Hemidactylium scutatum larvae, lungless salamander native to eastern North America Credit: Zachary R Lewis |
Lungs are essential to many vertebrates including humans. However, four living amphibian clades have independently eliminated pulmonary respiration and lack lungs, breathing primarily through their wet skin. Little is known of the developmental basis of lung loss in these clades.
In a new study in Science Advances researchers in the Department of Organismic and Evolutionary Biology and the Museum of Comparative Zoology at Harvard University examined the Plethodontidae, a dominant family of salamanders, all of which are lungless as adults, and find they actually do develop lungs as embryos shedding light on the evolution of lung loss over millions of years.
The lungless salamander family Plethodontidae is the most species-rich family of salamanders accounting for more than two-thirds of existing salamander diversity. All adult plethondontids are lungless, breathing entirely through nonpulmonary tissues, mainly the skin and the mucus membranes in the mouth and throat.

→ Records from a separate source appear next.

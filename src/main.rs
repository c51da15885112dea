use std::{path::PathBuf, sync::Arc};

use anyhow::{Context, Result};
use spinify_sync::{
    config::Settings,
    externals::{
        console::task::task_console_commands,
        event_logging::{
            task::{task_notification_logging, task_snapshot_logging},
            EventLoggingModule,
        },
        remote::RemoteModule,
    },
    internals::core::dashboard::Dashboard,
};
use tokio::{signal, sync::broadcast};
use tokio_util::{sync::CancellationToken, task::TaskTracker};
use tracing::{info, level_filters::LevelFilter};
use tracing_subscriber::EnvFilter;

#[tokio::main]
async fn main() -> Result<()> {
    let subscriber = tracing_subscriber::fmt()
        .compact()
        .with_file(true)
        .with_line_number(true)
        .with_thread_ids(true)
        .with_target(false)
        .with_env_filter(
            EnvFilter::builder()
                .with_default_directive(LevelFilter::INFO.into())
                .from_env_lossy(),
        )
        .finish();

    tracing::subscriber::set_global_default(subscriber)?;

    // NOTE: Optional path to a config file, otherwise ./spinify-sync.toml if present.
    let config_path = std::env::args().nth(1).map(PathBuf::from);
    let settings = Settings::load(config_path.as_deref()).context("Failed to load settings")?;
    info!("Using server at {}.", settings.server.base_url);

    let RemoteModule { ports } =
        RemoteModule::initialize(&settings.server).context("Failed to create remote client")?;

    let tracker = TaskTracker::new();
    let token = CancellationToken::new();

    let (tx_notification, rx_notification) = broadcast::channel(32);
    let EventLoggingModule {
        notification_adapter,
    } = EventLoggingModule::initialize(tx_notification);

    let dashboard = Arc::new(Dashboard::mount(
        &ports,
        notification_adapter,
        settings.dashboard_config(),
    ));

    let token_clone = token.clone();
    tracker.spawn(async { task_notification_logging(token_clone, rx_notification).await });

    let token_clone = token.clone();
    let rx_snapshot = dashboard.snapshots();
    tracker.spawn(async { task_snapshot_logging(token_clone, rx_snapshot).await });

    let token_clone = token.clone();
    let dashboard_clone = dashboard.clone();
    tracker.spawn(async { task_console_commands(token_clone, dashboard_clone).await });

    let token_clone = token.clone();

    tokio::select! {
        _ = token_clone.cancelled() => {}
        res = signal::ctrl_c() => {
            match res {
                Ok(_) => {
                    token.cancel();
                },
                Err(e)=>{
                    tracing::error!("Failed to listen for ctrl_c. Error: {}", e);
                    token.cancel();
                }
            };
        },
    }

    dashboard.unmount();
    tracker.close();
    tracker.wait().await;

    Ok(())
}
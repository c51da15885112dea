use std::{
    future::Future,
    sync::{Arc, Mutex, PoisonError},
};

use tokio::sync::watch;
use tracing::{debug, error, info};

use crate::models::{
    command::{CommandKind, CommandOutcome, GateState},
    notification::Surface,
    snapshot::SnapshotState,
};

use super::{
    notifier::Notifier,
    ports::{PlaybackPort, RemoteResult, SnapshotRefresher},
};

/// Single-flight gate for human start/stop commands.
///
/// A command submitted while another one is outstanding is dropped, not
/// queued. The gate is back to `Idle` once the action finishes, whatever
/// its result. Failures become a one-shot notification; successes trigger
/// an immediate snapshot refresh so the new state shows without waiting
/// for the next poll.
pub struct CommandGate {
    state: Mutex<GateState>,
    notifier: Arc<Notifier>,
    refresher: Arc<dyn SnapshotRefresher>,
}

/// Held while a command runs. Dropping it reopens the gate, also when the
/// command future is dropped half way.
struct GatePass<'a> {
    state: &'a Mutex<GateState>,
}

impl Drop for GatePass<'_> {
    fn drop(&mut self) {
        *self.state.lock().unwrap_or_else(PoisonError::into_inner) = GateState::Idle;
    }
}

impl CommandGate {
    pub fn new(notifier: Arc<Notifier>, refresher: Arc<dyn SnapshotRefresher>) -> Self {
        Self {
            state: Mutex::new(GateState::Idle),
            notifier,
            refresher,
        }
    }

    pub fn state(&self) -> GateState {
        *self.state.lock().unwrap_or_else(PoisonError::into_inner)
    }

    /// True while a command is outstanding; the play button is disabled.
    pub fn is_busy(&self) -> bool {
        self.state() != GateState::Idle
    }

    fn acquire(&self, kind: CommandKind) -> Option<GatePass<'_>> {
        let mut state = self.state.lock().unwrap_or_else(PoisonError::into_inner);
        if *state != GateState::Idle {
            return None;
        }
        *state = kind.into();
        Some(GatePass { state: &self.state })
    }

    /// Run `action` unless another command is outstanding.
    pub async fn execute<F, Fut>(&self, kind: CommandKind, action: F) -> CommandOutcome
    where
        F: FnOnce() -> Fut,
        Fut: Future<Output = RemoteResult<()>>,
    {
        let Some(pass) = self.acquire(kind) else {
            debug!("Ignoring {} command, gate is {}.", kind, self.state());
            return CommandOutcome::Rejected;
        };

        info!("Executing {} command.", kind);
        let result = action().await;
        drop(pass);

        match result {
            Ok(()) => {
                debug!("{} command completed.", kind);
                if let Err(e) = self.refresher.refresh_now().await {
                    debug!("Refresh after {} command failed. Error: {}", kind, e);
                }
                CommandOutcome::Completed
            }
            Err(e) => {
                let message = e.user_message();
                error!("Failed to {} playback. Error: {}", kind, message);
                self.notifier.toast(Surface::Dashboard, message.clone());
                CommandOutcome::Failed(message)
            }
        }
    }
}

/// Playback commands of the dashboard, all routed through one gate.
pub struct PlaybackCommands {
    gate: CommandGate,
    playback: Arc<dyn PlaybackPort>,
    snapshots: watch::Receiver<SnapshotState>,
}

impl PlaybackCommands {
    pub fn new(
        gate: CommandGate,
        playback: Arc<dyn PlaybackPort>,
        snapshots: watch::Receiver<SnapshotState>,
    ) -> Self {
        Self {
            gate,
            playback,
            snapshots,
        }
    }

    pub fn gate(&self) -> &CommandGate {
        &self.gate
    }

    pub async fn start(&self, context_uri: Option<String>) -> CommandOutcome {
        self.gate
            .execute(CommandKind::Start, || self.playback.start_playback(context_uri))
            .await
    }

    pub async fn stop(&self) -> CommandOutcome {
        self.gate
            .execute(CommandKind::Stop, || self.playback.stop_playback())
            .await
    }

    /// Stop when the medium on the reader is what's playing, otherwise
    /// start the medium's context (or resume when it has none).
    pub async fn toggle(&self) -> CommandOutcome {
        let (this_medium_playing, medium_uri) = {
            let state = self.snapshots.borrow();
            (
                state.is_this_medium_playing(),
                state.medium_player_uri().map(str::to_string),
            )
        };

        if this_medium_playing {
            self.stop().await
        } else {
            self.start(medium_uri).await
        }
    }

    /// Start the context mapped to the medium on the reader, whatever is
    /// currently playing. Does nothing for an unmapped medium.
    pub async fn play_this_medium(&self) -> CommandOutcome {
        let medium_uri = self
            .snapshots
            .borrow()
            .medium_player_uri()
            .map(str::to_string);
        let Some(medium_uri) = medium_uri else {
            info!("No player URI mapped to the current medium, not starting.");
            return CommandOutcome::Rejected;
        };
        self.start(Some(medium_uri)).await
    }
}
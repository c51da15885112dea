pub mod command_gate;
pub mod coordinator;
pub mod dashboard;
pub mod jog;
pub mod notifier;
pub mod poller;
pub mod ports;

#[cfg(test)]
pub(crate) mod testing;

Lung loss has occurred independently at least four times among distantly related amphibians and there are other instances of lung reduction or loss in both amphibians and some vertebrates. The developmental reason for this loss, however, remains a mystery.
“Clearly lungless salamanders do fine without lungs given that they make up about two-thirds of all salamander species,” said lead author Zachary R. Lewis, former doctoral candidate (PhD ’16), “perhaps losing lungs enabled, rather than hindered, this remarkable evolutionary success.”